___ Data shown ___
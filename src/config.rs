//! Layered bundler configuration.
//!
//! Effective configuration is `defaults < project overrides < call overrides`, folded by
//! [`BundlerConfig::merge`]. Every key replaces the lower layer wholesale except
//! `define`, whose entries merge one by one.

use serde::{Deserialize, Serialize};
use std::collections::BTreeMap;

/// Trailing marker carried by every emitted artifact.
pub const ATTRIBUTION: &str = "// Generated by handler-compiler";

#[derive(Debug, Clone, Copy, PartialEq, Eq, Default, Serialize, Deserialize)]
#[serde(rename_all = "lowercase")]
pub enum OutputFormat {
    #[default]
    Cjs,
    Esm,
}

#[derive(Debug, Clone, PartialEq, Default, Serialize, Deserialize)]
pub struct Footer {
    #[serde(default)]
    pub js: Option<String>,
}

#[derive(Debug, Clone, PartialEq, Serialize, Deserialize)]
#[serde(rename_all = "camelCase")]
pub struct BundlerConfig {
    pub format: OutputFormat,
    pub target: String,
    pub bundle: bool,
    pub allow_overwrite: bool,
    pub tree_shaking: bool,
    pub minify: bool,
    pub footer: Footer,
    pub define: BTreeMap<String, String>,
    pub external: Vec<String>,
}

impl Default for BundlerConfig {
    fn default() -> Self {
        Self {
            format: OutputFormat::Cjs,
            target: "es2022".to_string(),
            bundle: true,
            allow_overwrite: true,
            tree_shaking: true,
            minify: true,
            footer: Footer {
                js: Some(ATTRIBUTION.to_string()),
            },
            define: BTreeMap::new(),
            external: Vec::new(),
        }
    }
}

/// One override layer. Unset keys fall through to the layer below.
#[derive(Debug, Clone, Default, PartialEq, Serialize, Deserialize)]
#[serde(rename_all = "camelCase")]
pub struct BundlerOverrides {
    #[serde(default, skip_serializing_if = "Option::is_none")]
    pub format: Option<OutputFormat>,
    #[serde(default, skip_serializing_if = "Option::is_none")]
    pub target: Option<String>,
    #[serde(default, skip_serializing_if = "Option::is_none")]
    pub bundle: Option<bool>,
    #[serde(default, skip_serializing_if = "Option::is_none")]
    pub allow_overwrite: Option<bool>,
    #[serde(default, skip_serializing_if = "Option::is_none")]
    pub tree_shaking: Option<bool>,
    #[serde(default, skip_serializing_if = "Option::is_none")]
    pub minify: Option<bool>,
    #[serde(default, skip_serializing_if = "Option::is_none")]
    pub footer: Option<Footer>,
    #[serde(default, skip_serializing_if = "Option::is_none")]
    pub define: Option<BTreeMap<String, String>>,
    #[serde(default, skip_serializing_if = "Option::is_none")]
    pub external: Option<Vec<String>>,
}

impl BundlerConfig {
    /// Fold override layers, lowest first, over `defaults`.
    pub fn merge(defaults: &BundlerConfig, layers: &[Option<&BundlerOverrides>]) -> BundlerConfig {
        layers
            .iter()
            .flatten()
            .fold(defaults.clone(), |config, layer| config.apply(layer))
    }

    fn apply(mut self, layer: &BundlerOverrides) -> Self {
        if let Some(format) = layer.format {
            self.format = format;
        }
        if let Some(target) = &layer.target {
            self.target = target.clone();
        }
        if let Some(bundle) = layer.bundle {
            self.bundle = bundle;
        }
        if let Some(allow_overwrite) = layer.allow_overwrite {
            self.allow_overwrite = allow_overwrite;
        }
        if let Some(tree_shaking) = layer.tree_shaking {
            self.tree_shaking = tree_shaking;
        }
        if let Some(minify) = layer.minify {
            self.minify = minify;
        }
        if let Some(footer) = &layer.footer {
            self.footer = footer.clone();
        }
        if let Some(define) = &layer.define {
            self.define
                .extend(define.iter().map(|(k, v)| (k.clone(), v.clone())));
        }
        if let Some(external) = &layer.external {
            self.external = external.clone();
        }
        self
    }

    /// Footer text with the attribution marker guaranteed as its last line.
    pub fn footer_text(&self) -> String {
        match self.footer.js.as_deref().map(str::trim_end) {
            Some(js) if js.ends_with(ATTRIBUTION) => js.to_string(),
            Some(js) if !js.is_empty() => format!("{js}\n{ATTRIBUTION}"),
            _ => ATTRIBUTION.to_string(),
        }
    }
}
___
Exercise
The lines that mention the word "true" should be pulled from the records above.

Your response
            bundle: true,
            allow_overwrite: true,
            tree_shaking: true,
            minify: true,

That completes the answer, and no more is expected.